▶ Required action
In the data below, which lines hold "color"? Copy every one.

▶ Records shown
* * * * * * * * *

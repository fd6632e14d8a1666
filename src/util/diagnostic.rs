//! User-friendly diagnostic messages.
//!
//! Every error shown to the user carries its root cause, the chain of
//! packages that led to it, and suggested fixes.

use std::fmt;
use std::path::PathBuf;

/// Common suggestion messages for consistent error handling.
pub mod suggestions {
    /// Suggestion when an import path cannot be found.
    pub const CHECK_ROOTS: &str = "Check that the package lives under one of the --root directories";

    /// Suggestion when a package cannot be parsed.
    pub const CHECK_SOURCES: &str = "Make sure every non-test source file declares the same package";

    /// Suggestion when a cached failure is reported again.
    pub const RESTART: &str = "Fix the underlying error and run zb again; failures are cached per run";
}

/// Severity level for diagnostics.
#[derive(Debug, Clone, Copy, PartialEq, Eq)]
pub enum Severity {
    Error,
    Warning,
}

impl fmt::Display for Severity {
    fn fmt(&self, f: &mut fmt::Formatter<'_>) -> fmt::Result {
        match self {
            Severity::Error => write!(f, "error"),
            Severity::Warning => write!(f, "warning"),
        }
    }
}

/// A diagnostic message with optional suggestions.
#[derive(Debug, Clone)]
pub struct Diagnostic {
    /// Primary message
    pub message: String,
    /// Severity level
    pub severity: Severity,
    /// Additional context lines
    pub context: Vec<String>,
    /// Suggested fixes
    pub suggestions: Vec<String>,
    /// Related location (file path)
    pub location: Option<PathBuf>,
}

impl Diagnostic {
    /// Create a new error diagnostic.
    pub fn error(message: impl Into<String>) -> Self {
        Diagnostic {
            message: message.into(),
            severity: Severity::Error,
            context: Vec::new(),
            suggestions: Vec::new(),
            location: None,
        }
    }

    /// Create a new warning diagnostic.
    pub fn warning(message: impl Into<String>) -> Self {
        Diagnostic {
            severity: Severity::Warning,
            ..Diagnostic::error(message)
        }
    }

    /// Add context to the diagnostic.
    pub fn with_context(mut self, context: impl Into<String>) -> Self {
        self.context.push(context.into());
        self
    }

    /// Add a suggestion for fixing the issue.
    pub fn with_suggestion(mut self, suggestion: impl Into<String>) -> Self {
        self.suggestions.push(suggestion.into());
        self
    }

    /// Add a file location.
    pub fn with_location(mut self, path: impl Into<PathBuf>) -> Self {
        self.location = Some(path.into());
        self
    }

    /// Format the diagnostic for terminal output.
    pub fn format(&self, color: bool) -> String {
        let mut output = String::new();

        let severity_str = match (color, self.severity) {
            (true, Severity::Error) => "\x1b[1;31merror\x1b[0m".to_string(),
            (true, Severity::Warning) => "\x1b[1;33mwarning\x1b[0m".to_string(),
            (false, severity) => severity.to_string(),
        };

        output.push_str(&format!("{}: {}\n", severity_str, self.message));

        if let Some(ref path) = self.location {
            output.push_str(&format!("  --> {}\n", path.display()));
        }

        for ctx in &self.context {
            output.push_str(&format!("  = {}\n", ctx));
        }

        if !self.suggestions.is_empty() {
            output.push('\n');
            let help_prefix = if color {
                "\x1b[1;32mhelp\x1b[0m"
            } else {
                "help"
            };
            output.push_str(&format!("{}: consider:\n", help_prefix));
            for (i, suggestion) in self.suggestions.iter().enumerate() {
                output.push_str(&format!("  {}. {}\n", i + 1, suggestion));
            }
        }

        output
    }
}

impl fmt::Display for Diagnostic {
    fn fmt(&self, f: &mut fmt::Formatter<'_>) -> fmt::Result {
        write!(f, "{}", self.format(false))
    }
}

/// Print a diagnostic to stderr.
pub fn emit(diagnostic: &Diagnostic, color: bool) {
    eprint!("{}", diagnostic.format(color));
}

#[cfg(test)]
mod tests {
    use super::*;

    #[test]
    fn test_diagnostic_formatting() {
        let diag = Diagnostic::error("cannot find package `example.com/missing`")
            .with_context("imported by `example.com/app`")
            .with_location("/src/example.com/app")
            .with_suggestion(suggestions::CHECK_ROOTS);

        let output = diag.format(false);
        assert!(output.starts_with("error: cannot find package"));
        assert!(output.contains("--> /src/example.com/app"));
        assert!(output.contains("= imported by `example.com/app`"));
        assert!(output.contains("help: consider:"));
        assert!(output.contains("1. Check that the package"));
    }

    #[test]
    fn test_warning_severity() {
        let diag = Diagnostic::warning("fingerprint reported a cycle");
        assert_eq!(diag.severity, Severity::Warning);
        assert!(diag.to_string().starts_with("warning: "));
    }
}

* * * * * * * * *

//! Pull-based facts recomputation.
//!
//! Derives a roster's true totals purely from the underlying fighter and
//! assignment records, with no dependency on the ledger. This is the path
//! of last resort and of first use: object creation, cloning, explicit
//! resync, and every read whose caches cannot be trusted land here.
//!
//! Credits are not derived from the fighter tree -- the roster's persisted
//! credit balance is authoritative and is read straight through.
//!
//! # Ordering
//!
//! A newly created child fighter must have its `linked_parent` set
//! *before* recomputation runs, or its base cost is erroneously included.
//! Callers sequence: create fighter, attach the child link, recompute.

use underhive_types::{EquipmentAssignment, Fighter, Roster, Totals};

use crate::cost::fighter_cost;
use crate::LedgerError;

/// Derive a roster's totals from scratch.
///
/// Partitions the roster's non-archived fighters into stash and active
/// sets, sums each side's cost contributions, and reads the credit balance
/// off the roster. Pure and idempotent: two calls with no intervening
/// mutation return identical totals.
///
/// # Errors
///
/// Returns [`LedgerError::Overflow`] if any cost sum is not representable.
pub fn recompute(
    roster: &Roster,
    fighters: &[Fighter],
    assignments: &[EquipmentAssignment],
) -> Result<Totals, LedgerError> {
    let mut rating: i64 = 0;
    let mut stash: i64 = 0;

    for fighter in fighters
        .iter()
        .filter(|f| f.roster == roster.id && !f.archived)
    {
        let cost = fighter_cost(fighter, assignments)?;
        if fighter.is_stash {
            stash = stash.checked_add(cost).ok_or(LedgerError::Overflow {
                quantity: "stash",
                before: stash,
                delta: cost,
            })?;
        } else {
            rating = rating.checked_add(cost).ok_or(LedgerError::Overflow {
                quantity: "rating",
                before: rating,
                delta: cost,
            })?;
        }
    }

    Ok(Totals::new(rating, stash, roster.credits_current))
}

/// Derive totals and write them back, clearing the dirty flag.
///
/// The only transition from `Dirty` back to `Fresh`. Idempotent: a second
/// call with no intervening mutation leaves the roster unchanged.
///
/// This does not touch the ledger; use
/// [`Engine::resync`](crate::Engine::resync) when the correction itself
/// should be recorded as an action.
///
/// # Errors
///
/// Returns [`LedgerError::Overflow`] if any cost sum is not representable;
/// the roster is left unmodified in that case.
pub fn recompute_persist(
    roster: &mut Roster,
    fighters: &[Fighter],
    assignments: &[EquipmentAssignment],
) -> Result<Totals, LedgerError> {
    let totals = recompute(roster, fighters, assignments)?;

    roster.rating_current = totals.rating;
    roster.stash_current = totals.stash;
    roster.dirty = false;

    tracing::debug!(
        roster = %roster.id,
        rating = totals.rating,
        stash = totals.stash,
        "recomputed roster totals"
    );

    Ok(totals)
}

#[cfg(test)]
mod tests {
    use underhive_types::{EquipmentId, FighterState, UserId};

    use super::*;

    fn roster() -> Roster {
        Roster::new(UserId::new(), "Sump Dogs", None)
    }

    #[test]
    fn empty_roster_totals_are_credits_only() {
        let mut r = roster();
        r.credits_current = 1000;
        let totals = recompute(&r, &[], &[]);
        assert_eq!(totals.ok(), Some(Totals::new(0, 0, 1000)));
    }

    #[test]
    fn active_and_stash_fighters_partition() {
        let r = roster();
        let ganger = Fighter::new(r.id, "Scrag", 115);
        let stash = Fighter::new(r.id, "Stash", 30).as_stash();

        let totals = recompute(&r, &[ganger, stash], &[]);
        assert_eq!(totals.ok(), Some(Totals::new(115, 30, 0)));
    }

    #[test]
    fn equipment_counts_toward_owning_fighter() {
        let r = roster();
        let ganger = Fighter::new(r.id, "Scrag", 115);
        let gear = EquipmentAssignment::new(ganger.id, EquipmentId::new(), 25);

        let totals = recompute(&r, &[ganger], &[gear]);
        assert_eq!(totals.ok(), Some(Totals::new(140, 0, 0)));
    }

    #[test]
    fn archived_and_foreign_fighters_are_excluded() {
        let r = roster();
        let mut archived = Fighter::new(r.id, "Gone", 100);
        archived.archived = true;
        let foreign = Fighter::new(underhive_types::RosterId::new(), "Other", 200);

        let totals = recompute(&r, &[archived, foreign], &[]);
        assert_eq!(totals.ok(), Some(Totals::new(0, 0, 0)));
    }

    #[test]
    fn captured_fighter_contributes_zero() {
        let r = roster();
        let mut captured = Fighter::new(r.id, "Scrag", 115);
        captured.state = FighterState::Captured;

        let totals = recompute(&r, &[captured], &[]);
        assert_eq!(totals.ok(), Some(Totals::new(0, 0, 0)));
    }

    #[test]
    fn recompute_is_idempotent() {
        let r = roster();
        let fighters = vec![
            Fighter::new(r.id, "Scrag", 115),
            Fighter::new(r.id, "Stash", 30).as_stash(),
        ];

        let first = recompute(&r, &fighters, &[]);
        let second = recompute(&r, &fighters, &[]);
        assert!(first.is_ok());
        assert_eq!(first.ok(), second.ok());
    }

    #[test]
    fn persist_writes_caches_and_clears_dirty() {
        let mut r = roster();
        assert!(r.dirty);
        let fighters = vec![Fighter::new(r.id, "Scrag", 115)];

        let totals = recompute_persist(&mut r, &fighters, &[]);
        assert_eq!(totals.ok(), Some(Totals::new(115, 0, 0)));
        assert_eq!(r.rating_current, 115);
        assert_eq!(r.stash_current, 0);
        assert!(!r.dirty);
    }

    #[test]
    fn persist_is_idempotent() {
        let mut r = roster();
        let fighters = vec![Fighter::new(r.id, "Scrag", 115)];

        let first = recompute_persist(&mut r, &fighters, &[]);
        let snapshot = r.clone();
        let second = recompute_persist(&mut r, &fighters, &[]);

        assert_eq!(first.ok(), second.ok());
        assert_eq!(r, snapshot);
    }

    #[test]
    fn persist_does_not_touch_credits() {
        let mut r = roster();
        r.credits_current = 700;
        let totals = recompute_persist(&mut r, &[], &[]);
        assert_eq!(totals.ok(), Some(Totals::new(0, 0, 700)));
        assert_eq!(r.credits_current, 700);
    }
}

* * * * * * * * *

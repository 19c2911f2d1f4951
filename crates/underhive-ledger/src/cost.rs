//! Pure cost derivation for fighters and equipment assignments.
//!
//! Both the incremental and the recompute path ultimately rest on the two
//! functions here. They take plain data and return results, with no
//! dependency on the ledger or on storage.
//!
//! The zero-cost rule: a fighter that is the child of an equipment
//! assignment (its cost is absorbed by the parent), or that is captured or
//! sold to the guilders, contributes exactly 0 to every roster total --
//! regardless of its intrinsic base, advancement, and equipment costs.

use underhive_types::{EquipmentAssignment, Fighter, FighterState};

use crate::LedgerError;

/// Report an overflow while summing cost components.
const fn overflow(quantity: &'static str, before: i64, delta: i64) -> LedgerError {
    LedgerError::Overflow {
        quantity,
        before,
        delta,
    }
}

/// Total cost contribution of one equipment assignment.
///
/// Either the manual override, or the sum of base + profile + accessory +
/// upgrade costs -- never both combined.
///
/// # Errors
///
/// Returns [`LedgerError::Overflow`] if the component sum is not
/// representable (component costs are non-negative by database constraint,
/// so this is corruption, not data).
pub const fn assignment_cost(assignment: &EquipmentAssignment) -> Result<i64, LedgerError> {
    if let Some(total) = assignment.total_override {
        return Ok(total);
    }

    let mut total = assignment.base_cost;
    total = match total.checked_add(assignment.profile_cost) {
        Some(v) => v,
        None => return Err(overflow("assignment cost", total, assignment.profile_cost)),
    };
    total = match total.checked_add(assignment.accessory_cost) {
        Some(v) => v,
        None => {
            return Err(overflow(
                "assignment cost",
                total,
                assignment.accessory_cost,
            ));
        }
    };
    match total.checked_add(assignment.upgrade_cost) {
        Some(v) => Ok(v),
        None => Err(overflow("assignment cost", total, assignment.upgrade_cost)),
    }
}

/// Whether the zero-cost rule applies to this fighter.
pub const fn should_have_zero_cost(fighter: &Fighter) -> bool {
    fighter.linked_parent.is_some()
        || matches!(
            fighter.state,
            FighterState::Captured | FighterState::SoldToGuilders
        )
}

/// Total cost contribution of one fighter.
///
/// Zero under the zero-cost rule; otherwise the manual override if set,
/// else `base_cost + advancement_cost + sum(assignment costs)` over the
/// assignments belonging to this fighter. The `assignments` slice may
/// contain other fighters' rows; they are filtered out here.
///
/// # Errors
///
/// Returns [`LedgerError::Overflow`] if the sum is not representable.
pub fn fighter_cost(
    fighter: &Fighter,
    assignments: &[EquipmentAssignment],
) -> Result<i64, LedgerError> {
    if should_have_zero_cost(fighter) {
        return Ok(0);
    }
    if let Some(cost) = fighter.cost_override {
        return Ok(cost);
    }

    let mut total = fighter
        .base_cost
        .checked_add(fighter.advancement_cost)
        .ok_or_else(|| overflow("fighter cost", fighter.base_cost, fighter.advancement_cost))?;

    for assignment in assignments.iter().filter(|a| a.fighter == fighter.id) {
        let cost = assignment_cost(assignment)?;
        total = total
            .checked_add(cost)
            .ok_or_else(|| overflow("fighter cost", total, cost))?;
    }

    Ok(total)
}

* * * * * * * * *

▶ Written answer
    pub fn format(&self, color: bool) -> String {
        let severity_str = match (color, self.severity) {
            let help_prefix = if color {
pub fn emit(diagnostic: &Diagnostic, color: bool) {
    eprint!("{}", diagnostic.format(color));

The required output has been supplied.